── Given data

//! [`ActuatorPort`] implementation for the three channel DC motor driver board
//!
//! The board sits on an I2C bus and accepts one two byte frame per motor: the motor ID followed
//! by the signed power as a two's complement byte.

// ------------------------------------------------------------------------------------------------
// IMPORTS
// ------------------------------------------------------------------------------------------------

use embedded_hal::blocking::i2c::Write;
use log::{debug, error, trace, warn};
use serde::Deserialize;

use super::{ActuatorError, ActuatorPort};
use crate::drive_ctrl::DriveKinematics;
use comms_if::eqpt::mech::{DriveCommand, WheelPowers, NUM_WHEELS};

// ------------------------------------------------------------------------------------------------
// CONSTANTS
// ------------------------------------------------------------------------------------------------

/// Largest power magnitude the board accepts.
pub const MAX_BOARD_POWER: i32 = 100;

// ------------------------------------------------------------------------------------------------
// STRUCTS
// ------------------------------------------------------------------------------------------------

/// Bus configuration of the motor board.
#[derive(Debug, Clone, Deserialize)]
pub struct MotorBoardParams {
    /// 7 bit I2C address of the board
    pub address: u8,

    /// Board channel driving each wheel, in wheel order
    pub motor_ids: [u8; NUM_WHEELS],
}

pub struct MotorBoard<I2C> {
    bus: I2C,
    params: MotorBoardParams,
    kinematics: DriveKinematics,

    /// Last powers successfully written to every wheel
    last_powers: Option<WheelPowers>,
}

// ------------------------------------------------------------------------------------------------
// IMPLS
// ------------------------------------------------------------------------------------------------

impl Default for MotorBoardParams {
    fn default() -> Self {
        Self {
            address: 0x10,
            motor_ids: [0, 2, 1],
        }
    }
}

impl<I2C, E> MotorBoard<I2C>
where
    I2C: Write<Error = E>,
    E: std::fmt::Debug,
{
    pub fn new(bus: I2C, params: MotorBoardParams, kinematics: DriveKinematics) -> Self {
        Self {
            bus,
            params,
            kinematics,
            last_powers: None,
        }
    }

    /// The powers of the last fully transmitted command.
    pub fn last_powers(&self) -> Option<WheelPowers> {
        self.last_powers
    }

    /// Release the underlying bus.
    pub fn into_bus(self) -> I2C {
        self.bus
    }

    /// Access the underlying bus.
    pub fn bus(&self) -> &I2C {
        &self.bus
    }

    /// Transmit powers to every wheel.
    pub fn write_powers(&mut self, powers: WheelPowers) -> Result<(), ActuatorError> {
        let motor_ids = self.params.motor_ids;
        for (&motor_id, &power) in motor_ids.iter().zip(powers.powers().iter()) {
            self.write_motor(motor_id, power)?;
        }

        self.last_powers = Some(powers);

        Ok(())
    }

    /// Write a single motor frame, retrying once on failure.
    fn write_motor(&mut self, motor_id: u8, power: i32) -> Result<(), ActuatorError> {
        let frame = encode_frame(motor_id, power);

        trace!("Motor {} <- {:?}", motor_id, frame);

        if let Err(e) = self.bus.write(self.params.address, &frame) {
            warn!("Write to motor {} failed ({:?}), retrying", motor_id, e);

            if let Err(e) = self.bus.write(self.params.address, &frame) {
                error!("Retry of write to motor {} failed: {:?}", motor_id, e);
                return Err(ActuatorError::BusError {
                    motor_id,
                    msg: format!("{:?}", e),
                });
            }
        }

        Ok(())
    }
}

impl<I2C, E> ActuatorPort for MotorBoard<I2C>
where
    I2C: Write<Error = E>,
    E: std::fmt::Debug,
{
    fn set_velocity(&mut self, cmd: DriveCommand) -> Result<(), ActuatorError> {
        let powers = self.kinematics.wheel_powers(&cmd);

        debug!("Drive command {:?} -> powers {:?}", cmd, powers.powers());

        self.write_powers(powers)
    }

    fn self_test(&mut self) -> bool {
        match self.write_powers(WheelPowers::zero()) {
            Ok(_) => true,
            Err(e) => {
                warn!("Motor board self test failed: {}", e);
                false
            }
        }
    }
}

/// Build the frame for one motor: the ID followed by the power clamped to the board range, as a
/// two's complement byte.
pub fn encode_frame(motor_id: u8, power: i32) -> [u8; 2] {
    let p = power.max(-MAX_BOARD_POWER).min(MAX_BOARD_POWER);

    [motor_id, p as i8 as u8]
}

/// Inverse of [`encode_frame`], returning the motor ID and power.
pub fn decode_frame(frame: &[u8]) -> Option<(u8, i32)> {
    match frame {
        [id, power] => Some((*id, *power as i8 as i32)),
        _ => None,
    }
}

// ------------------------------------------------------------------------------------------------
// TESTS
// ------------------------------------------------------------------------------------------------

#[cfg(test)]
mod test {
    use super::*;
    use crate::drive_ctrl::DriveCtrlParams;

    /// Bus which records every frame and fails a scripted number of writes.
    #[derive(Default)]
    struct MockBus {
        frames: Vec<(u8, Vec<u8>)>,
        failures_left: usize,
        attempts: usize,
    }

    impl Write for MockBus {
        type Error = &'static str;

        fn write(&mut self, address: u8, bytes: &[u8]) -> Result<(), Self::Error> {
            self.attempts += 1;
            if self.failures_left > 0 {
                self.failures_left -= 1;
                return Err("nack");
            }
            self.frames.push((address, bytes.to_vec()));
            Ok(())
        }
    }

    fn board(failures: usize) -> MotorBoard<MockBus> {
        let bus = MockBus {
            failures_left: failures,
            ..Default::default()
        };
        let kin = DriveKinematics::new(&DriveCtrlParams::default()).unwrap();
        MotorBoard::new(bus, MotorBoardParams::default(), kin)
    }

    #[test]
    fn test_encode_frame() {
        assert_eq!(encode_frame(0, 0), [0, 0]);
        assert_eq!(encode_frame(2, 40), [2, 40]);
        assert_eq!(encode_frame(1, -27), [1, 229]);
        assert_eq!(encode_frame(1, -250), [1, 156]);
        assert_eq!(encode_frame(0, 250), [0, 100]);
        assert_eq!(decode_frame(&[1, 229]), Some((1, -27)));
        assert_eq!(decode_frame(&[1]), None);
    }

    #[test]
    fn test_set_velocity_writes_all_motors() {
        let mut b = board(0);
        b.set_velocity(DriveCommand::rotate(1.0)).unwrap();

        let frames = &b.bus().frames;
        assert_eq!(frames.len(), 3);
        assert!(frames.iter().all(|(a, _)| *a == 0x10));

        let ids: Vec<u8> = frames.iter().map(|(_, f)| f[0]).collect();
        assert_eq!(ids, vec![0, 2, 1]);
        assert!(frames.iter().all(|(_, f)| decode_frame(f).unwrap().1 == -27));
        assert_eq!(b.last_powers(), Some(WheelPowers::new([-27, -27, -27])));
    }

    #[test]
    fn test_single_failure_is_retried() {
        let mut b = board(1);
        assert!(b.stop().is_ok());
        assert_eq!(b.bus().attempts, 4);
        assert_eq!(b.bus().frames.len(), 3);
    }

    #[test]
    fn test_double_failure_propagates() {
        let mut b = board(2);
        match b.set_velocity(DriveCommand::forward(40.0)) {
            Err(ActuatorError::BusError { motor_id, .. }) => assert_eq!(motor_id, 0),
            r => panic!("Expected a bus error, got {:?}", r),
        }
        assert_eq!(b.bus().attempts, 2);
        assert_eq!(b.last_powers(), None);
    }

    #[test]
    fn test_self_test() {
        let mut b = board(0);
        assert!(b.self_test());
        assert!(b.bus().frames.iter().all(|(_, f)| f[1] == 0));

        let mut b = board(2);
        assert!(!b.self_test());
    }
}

────

• Task goal: Type out the records above again, exactly the same.

• Output below:
//! [`ActuatorPort`] implementation for the three channel DC motor driver board
//!
//! The board sits on an I2C bus and accepts one two byte frame per motor: the motor ID followed
//! by the signed power as a two's complement byte.

// ------------------------------------------------------------------------------------------------
// IMPORTS
// ------------------------------------------------------------------------------------------------

use embedded_hal::blocking::i2c::Write;
use log::{debug, error, trace, warn};
use serde::Deserialize;

use super::{ActuatorError, ActuatorPort};
use crate::drive_ctrl::DriveKinematics;
use comms_if::eqpt::mech::{DriveCommand, WheelPowers, NUM_WHEELS};

// ------------------------------------------------------------------------------------------------
// CONSTANTS
// ------------------------------------------------------------------------------------------------

/// Largest power magnitude the board accepts.
pub const MAX_BOARD_POWER: i32 = 100;

// ------------------------------------------------------------------------------------------------
// STRUCTS
// ------------------------------------------------------------------------------------------------

/// Bus configuration of the motor board.
#[derive(Debug, Clone, Deserialize)]
pub struct MotorBoardParams {
    /// 7 bit I2C address of the board
    pub address: u8,

    /// Board channel driving each wheel, in wheel order
    pub motor_ids: [u8; NUM_WHEELS],
}

pub struct MotorBoard<I2C> {
    bus: I2C,
    params: MotorBoardParams,
    kinematics: DriveKinematics,

    /// Last powers successfully written to every wheel
    last_powers: Option<WheelPowers>,
}

// ------------------------------------------------------------------------------------------------
// IMPLS
// ------------------------------------------------------------------------------------------------

impl Default for MotorBoardParams {
    fn default() -> Self {
        Self {
            address: 0x10,
            motor_ids: [0, 2, 1],
        }
    }
}

impl<I2C, E> MotorBoard<I2C>
where
    I2C: Write<Error = E>,
    E: std::fmt::Debug,
{
    pub fn new(bus: I2C, params: MotorBoardParams, kinematics: DriveKinematics) -> Self {
        Self {
            bus,
            params,
            kinematics,
            last_powers: None,
        }
    }

    /// The powers of the last fully transmitted command.
    pub fn last_powers(&self) -> Option<WheelPowers> {
        self.last_powers
    }

    /// Release the underlying bus.
    pub fn into_bus(self) -> I2C {
        self.bus
    }

    /// Access the underlying bus.
    pub fn bus(&self) -> &I2C {
        &self.bus
    }

    /// Transmit powers to every wheel.
    pub fn write_powers(&mut self, powers: WheelPowers) -> Result<(), ActuatorError> {
        let motor_ids = self.params.motor_ids;
        for (&motor_id, &power) in motor_ids.iter().zip(powers.powers().iter()) {
            self.write_motor(motor_id, power)?;
        }

        self.last_powers = Some(powers);

        Ok(())
    }

    /// Write a single motor frame, retrying once on failure.
    fn write_motor(&mut self, motor_id: u8, power: i32) -> Result<(), ActuatorError> {
        let frame = encode_frame(motor_id, power);

        trace!("Motor {} <- {:?}", motor_id, frame);

        if let Err(e) = self.bus.write(self.params.address, &frame) {
            warn!("Write to motor {} failed ({:?}), retrying", motor_id, e);

            if let Err(e) = self.bus.write(self.params.address, &frame) {
                error!("Retry of write to motor {} failed: {:?}", motor_id, e);
                return Err(ActuatorError::BusError {
                    motor_id,
                    msg: format!("{:?}", e),
                });
            }
        }

        Ok(())
    }
}

impl<I2C, E> ActuatorPort for MotorBoard<I2C>
where
    I2C: Write<Error = E>,
    E: std::fmt::Debug,
{
    fn set_velocity(&mut self, cmd: DriveCommand) -> Result<(), ActuatorError> {
        let powers = self.kinematics.wheel_powers(&cmd);

        debug!("Drive command {:?} -> powers {:?}", cmd, powers.powers());

        self.write_powers(powers)
    }

    fn self_test(&mut self) -> bool {
        match self.write_powers(WheelPowers::zero()) {
            Ok(_) => true,
            Err(e) => {
                warn!("Motor board self test failed: {}", e);
                false
            }
        }
    }
}

/// Build the frame for one motor: the ID followed by the power clamped to the board range, as a
/// two's complement byte.
pub fn encode_frame(motor_id: u8, power: i32) -> [u8; 2] {
    let p = power.max(-MAX_BOARD_POWER).min(MAX_BOARD_POWER);

    [motor_id, p as i8 as u8]
}

/// Inverse of [`encode_frame`], returning the motor ID and power.
pub fn decode_frame(frame: &[u8]) -> Option<(u8, i32)> {
    match frame {
        [id, power] => Some((*id, *power as i8 as i32)),
        _ => None,
    }
}

// ------------------------------------------------------------------------------------------------
// TESTS
// ------------------------------------------------------------------------------------------------

#[cfg(test)]
mod test {
    use super::*;
    use crate::drive_ctrl::DriveCtrlParams;

    /// Bus which records every frame and fails a scripted number of writes.
    #[derive(Default)]
    struct MockBus {
        frames: Vec<(u8, Vec<u8>)>,
        failures_left: usize,
        attempts: usize,
    }

    impl Write for MockBus {
        type Error = &'static str;

        fn write(&mut self, address: u8, bytes: &[u8]) -> Result<(), Self::Error> {
            self.attempts += 1;
            if self.failures_left > 0 {
                self.failures_left -= 1;
                return Err("nack");
            }
            self.frames.push((address, bytes.to_vec()));
            Ok(())
        }
    }

    fn board(failures: usize) -> MotorBoard<MockBus> {
        let bus = MockBus {
            failures_left: failures,
            ..Default::default()
        };
        let kin = DriveKinematics::new(&DriveCtrlParams::default()).unwrap();
        MotorBoard::new(bus, MotorBoardParams::default(), kin)
    }

    #[test]
    fn test_encode_frame() {
        assert_eq!(encode_frame(0, 0), [0, 0]);
        assert_eq!(encode_frame(2, 40), [2, 40]);
        assert_eq!(encode_frame(1, -27), [1, 229]);
        assert_eq!(encode_frame(1, -250), [1, 156]);
        assert_eq!(encode_frame(0, 250), [0, 100]);
        assert_eq!(decode_frame(&[1, 229]), Some((1, -27)));
        assert_eq!(decode_frame(&[1]), None);
    }

    #[test]
    fn test_set_velocity_writes_all_motors() {
        let mut b = board(0);
        b.set_velocity(DriveCommand::rotate(1.0)).unwrap();

        let frames = &b.bus().frames;
        assert_eq!(frames.len(), 3);
        assert!(frames.iter().all(|(a, _)| *a == 0x10));

        let ids: Vec<u8> = frames.iter().map(|(_, f)| f[0]).collect();
        assert_eq!(ids, vec![0, 2, 1]);
        assert!(frames.iter().all(|(_, f)| decode_frame(f).unwrap().1 == -27));
        assert_eq!(b.last_powers(), Some(WheelPowers::new([-27, -27, -27])));
    }

    #[test]
    fn test_single_failure_is_retried() {
        let mut b = board(1);
        assert!(b.stop().is_ok());
        assert_eq!(b.bus().attempts, 4);
        assert_eq!(b.bus().frames.len(), 3);
    }

    #[test]
    fn test_double_failure_propagates() {
        let mut b = board(2);
        match b.set_velocity(DriveCommand::forward(40.0)) {
            Err(ActuatorError::BusError { motor_id, .. }) => assert_eq!(motor_id, 0),
            r => panic!("Expected a bus error, got {:?}", r),
        }
        assert_eq!(b.bus().attempts, 2);
        assert_eq!(b.last_powers(), None);
    }

    #[test]
    fn test_self_test() {
        let mut b = board(0);
        assert!(b.self_test());
        assert!(b.bus().frames.iter().all(|(_, f)| f[1] == 0));

        let mut b = board(2);
        assert!(!b.self_test());
    }
}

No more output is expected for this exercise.